Dr Johannes Caspar, who is Hamburg's data protection commissioner, asked Facebook to "respond quickly" to the regulator's demands.
He said the DPA had "repeatedly" asked Facebook to shut down the facial recognition function.
Facebook's spokeswoman in Germany, Tina Kulow, gave The Register this statement:
"We will consider the points the Hamburg Data Protection Authority have made about the photo tag suggest feature but firmly reject any claim that we are not meeting our obligations under European Union data protection law," she said.
"We have also found that people like the convenience of our photo tag suggest feature which makes it easier and safer for them to manage their online identities."
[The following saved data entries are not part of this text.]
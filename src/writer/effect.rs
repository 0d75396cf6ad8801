//! Effect types for the async writer.
//!
//! A migration (Ice<->Water transitions) is modeled as a single effect that
//! writes to the new backend and then deletes from the old one, rather than
//! two separately-queued effects - queuing them separately would make the
//! writer's "a delete cancels a preceding write for the same key"
//! coalescing rule (meant for superseding intent, e.g. two writes in a row)
//! incorrectly cancel a migration's write half when its delete half lands
//! in the same key's queue slot.
//!
//! `DeleteNode`/`DeleteEdge` carry every backend the entity could currently
//! live in, not just the one its last known phase maps to: coalescing can
//! drop a still-queued `MigrateNode`/`MigrateEdge` for the same key (last
//! write wins), which would otherwise strand the migration's old-backend
//! delete and leave a row behind after quiescence. Deleting from every tier
//! unconditionally is idempotent, so this costs a harmless no-op delete
//! against whichever backend never held the row.

use crate::backends::StorageBackend;
use crate::model::{Edge, EdgeKey, Node};
use std::sync::Arc;

/// Identifies the per-key FIFO lane an effect belongs to: a node id or an
/// edge identity, normalized for case-insensitive comparison.
#[derive(Debug, Clone, PartialEq, Eq, Hash)]
pub enum EffectKey {
    Node(String),
    Edge(EdgeKey),
}

#[derive(Clone)]
pub enum EffectOp {
    WriteNode {
        node: Node,
        backend: Arc<dyn StorageBackend>,
    },
    DeleteNode {
        id: String,
        backends: Vec<Arc<dyn StorageBackend>>,
    },
    MigrateNode {
        node: Node,
        new_backend: Arc<dyn StorageBackend>,
        old_backend: Arc<dyn StorageBackend>,
    },
    WriteEdge {
        edge: Edge,
        backend: Arc<dyn StorageBackend>,
    },
    DeleteEdge {
        key: EdgeKey,
        backends: Vec<Arc<dyn StorageBackend>>,
    },
    MigrateEdge {
        edge: Edge,
        new_backend: Arc<dyn StorageBackend>,
        old_backend: Arc<dyn StorageBackend>,
    },
}

/// Lifecycle of a single effect. Tracked per [`EffectKey`] by the writer and
/// surfaced via `AsyncWriter::effect_state`/`failed_effect_count` for
/// stats/health reporting, alongside the cumulative metrics counters and log
/// events recorded at each transition.
#[derive(Debug, Clone, Copy, PartialEq, Eq)]
pub enum EffectState {
    Queued,
    Running,
    Completed,
    Retrying,
    Failed,
}
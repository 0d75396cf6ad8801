//! Data model for graph entities: nodes, edges, phases, and content references.
//!
//! # Key types
//!
//! - [`Node`] / [`Edge`] - the two entity kinds the registry stores.
//! - [`Phase`] - the Ice/Water/Gas durability tier, with `Ice < Water < Gas`
//!   under the "most-fluid wins" ordering used to derive edge phase.
//! - [`ContentRef`] - inline-or-external payload attached to a node.
//!
//! Node identity is case-insensitive for lookup and case-preserving for
//! display: [`normalize_key`] produces the lookup form, while `Node::id`
//! and `Edge::{from_id,to_id,role}` always hold what the caller wrote.

use serde::{Deserialize, Serialize};
use std::collections::BTreeMap;
use std::fmt;

pub type NodeId = String;

/// Lowercases an identity component for use as a map key. The original
/// string is always retained alongside for display.
pub fn normalize_key(s: &str) -> String {
    s.to_lowercase()
}

/// The durability tier of a node or edge.
///
/// Ordered `Ice < Water < Gas` ("most-fluid wins"): an edge's derived phase
/// is `max(state(from), state(to))` under this ordering, so a single
/// non-durable endpoint is enough to keep the edge out of the durable tier.
#[derive(Debug, Clone, Copy, PartialEq, Eq, PartialOrd, Ord, Hash, Serialize, Deserialize)]
pub enum Phase {
    Ice,
    Water,
    Gas,
}

impl Phase {
    pub fn as_str(self) -> &'static str {
        match self {
            Phase::Ice => "ice",
            Phase::Water => "water",
            Phase::Gas => "gas",
        }
    }

    pub fn parse(s: &str) -> Option<Phase> {
        match s.to_ascii_lowercase().as_str() {
            "ice" => Some(Phase::Ice),
            "water" => Some(Phase::Water),
            "gas" => Some(Phase::Gas),
            _ => None,
        }
    }
}

impl fmt::Display for Phase {
    fn fmt(&self, f: &mut fmt::Formatter<'_>) -> fmt::Result {
        f.write_str(self.as_str())
    }
}

/// Derives an edge's effective phase from its endpoints.
///
/// A missing endpoint collapses to `Gas` (most fluid), matching the rule
/// that an edge can never outlive a non-durable or absent endpoint into a
/// durable tier.
pub fn derive_edge_phase(from: Option<Phase>, to: Option<Phase>) -> Phase {
    match (from, to) {
        (Some(a), Some(b)) => a.max(b),
        _ => Phase::Gas,
    }
}

/// Inline-or-external content payload attached to a node.
///
/// Exactly zero or one of `inline_json`, `inline_bytes`, `external_uri` is
/// expected to be set by a well-formed caller; the registry does not
/// enforce this beyond documentation, since enforcing it would require
/// rejecting otherwise-valid upserts the source system may send during
/// migration.
#[derive(Debug, Clone, PartialEq, Serialize, Deserialize)]
pub struct ContentRef {
    pub media_type: String,
    #[serde(default, skip_serializing_if = "Option::is_none")]
    pub inline_json: Option<serde_json::Value>,
    #[serde(
        default,
        skip_serializing_if = "Option::is_none",
        with = "base64_bytes_opt"
    )]
    pub inline_bytes: Option<bytes::Bytes>,
    #[serde(default, skip_serializing_if = "Option::is_none")]
    pub external_uri: Option<String>,
    #[serde(default, skip_serializing_if = "Option::is_none")]
    pub headers: Option<BTreeMap<String, String>>,
    /// Lowercase hex SHA-256 of the resolved payload, filled in at
    /// hydration/resolution time. Never set by callers directly.
    #[serde(default, skip_serializing_if = "Option::is_none")]
    pub cache_key: Option<String>,
}

impl ContentRef {
    pub fn external(media_type: impl Into<String>, uri: impl Into<String>) -> Self {
        Self {
            media_type: media_type.into(),
            inline_json: None,
            inline_bytes: None,
            external_uri: Some(uri.into()),
            headers: None,
            cache_key: None,
        }
    }
}

mod base64_bytes_opt {
    use base64::Engine;
    use serde::{Deserialize, Deserializer, Serializer};

    pub fn serialize<S: Serializer>(v: &Option<bytes::Bytes>, s: S) -> Result<S::Ok, S::Error> {
        match v {
            Some(bytes) => {
                s.serialize_str(&base64::engine::general_purpose::STANDARD.encode(bytes.as_ref()))
            }
            None => s.serialize_none(),
        }
    }

    pub fn deserialize<'de, D: Deserializer<'de>>(d: D) -> Result<Option<bytes::Bytes>, D::Error> {
        let raw: Option<String> = Option::deserialize(d)?;
        match raw {
            Some(text) => base64::engine::general_purpose::STANDARD
                .decode(text)
                .map(bytes::Bytes::from)
                .map(Some)
                .map_err(serde::de::Error::custom),
            None => Ok(None),
        }
    }
}

/// A node: the primary entity of the graph.
#[derive(Debug, Clone, PartialEq, Serialize, Deserialize)]
pub struct Node {
    pub id: NodeId,
    pub type_id: String,
    pub state: Phase,
    #[serde(default, skip_serializing_if = "Option::is_none")]
    pub locale: Option<String>,
    #[serde(default, skip_serializing_if = "Option::is_none")]
    pub title: Option<String>,
    #[serde(default, skip_serializing_if = "Option::is_none")]
    pub description: Option<String>,
    #[serde(default, skip_serializing_if = "Option::is_none")]
    pub content: Option<ContentRef>,
    #[serde(default)]
    pub meta: serde_json::Map<String, serde_json::Value>,
}

impl Node {
    pub fn new(id: impl Into<String>, type_id: impl Into<String>, state: Phase) -> Self {
        Self {
            id: id.into(),
            type_id: type_id.into(),
            state,
            locale: None,
            title: None,
            description: None,
            content: None,
            meta: serde_json::Map::new(),
        }
    }

    pub fn key(&self) -> String {
        normalize_key(&self.id)
    }
}

/// The well-known type id for a meta-node describing another `typeId`.
pub const META_TYPE_TYPE_ID: &str = "codex.meta/type";

/// Uniquely identifies an edge: `(fromId, role, toId)` compared case-insensitively.
#[derive(Debug, Clone, PartialEq, Eq, Hash)]
pub struct EdgeKey {
    pub from: String,
    pub role: String,
    pub to: String,
}

impl EdgeKey {
    pub fn new(from: &str, role: &str, to: &str) -> Self {
        Self {
            from: normalize_key(from),
            role: normalize_key(role),
            to: normalize_key(to),
        }
    }
}

/// A directed, typed edge between two nodes.
#[derive(Debug, Clone, PartialEq, Serialize, Deserialize)]
pub struct Edge {
    pub from_id: NodeId,
    pub to_id: NodeId,
    pub role: String,
    #[serde(default = "default_weight")]
    pub weight: f64,
    #[serde(default)]
    pub meta: serde_json::Map<String, serde_json::Value>,
    /// Computed by the registry from the endpoints' current phases (I3).
    /// Never trusted from a caller-supplied `Edge`.
    #[serde(skip)]
    pub derived_state: Phase,
}

fn default_weight() -> f64 {
    1.0
}

impl Edge {
    pub fn new(from_id: impl Into<String>, role: impl Into<String>, to_id: impl Into<String>) -> Self {
        Self {
            from_id: from_id.into(),
            to_id: to_id.into(),
            role: role.into(),
            weight: 1.0,
            meta: serde_json::Map::new(),
            derived_state: Phase::Gas,
        }
    }

    pub fn key(&self) -> EdgeKey {
        EdgeKey::new(&self.from_id, &self.role, &self.to_id)
    }
}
The tech itself is switched on by default within the closed-off network, which means users have to update their privacy settings within the site to "opt out" of the function. The facial recognition software debuted in the US late last year when Facebook at least had the courtesy to pen a blog post about the feature.
But it failed to do the same thing when the software was folded into the website on this side of the Atlantic in June.
Instead it posted a short retrograde update here, only after Europeans began to protest against its unannounced arrival.
The likes of the UK's Information Commissioner said at the time that it was "looking into" the stealth bolt-on of the facial recognition tech into Facebook.
"The privacy issues that this new software might raise are obvious and users should be given as much information as possible to give them the opportunity to make an informed choice about whether they wish to use it," it told us in June.
"We are speaking to Facebook about the privacy implications of this technology," it added.
But, in contrast to Hamburg's DPA, the ICO won't be getting tough with Facebook.
"We have received few if any complaints about this issue so far, however if anyone has any concerns then they can make a complaint to us and we will look into their case further," a spokesman at the watchdog told El Reg earlier this week.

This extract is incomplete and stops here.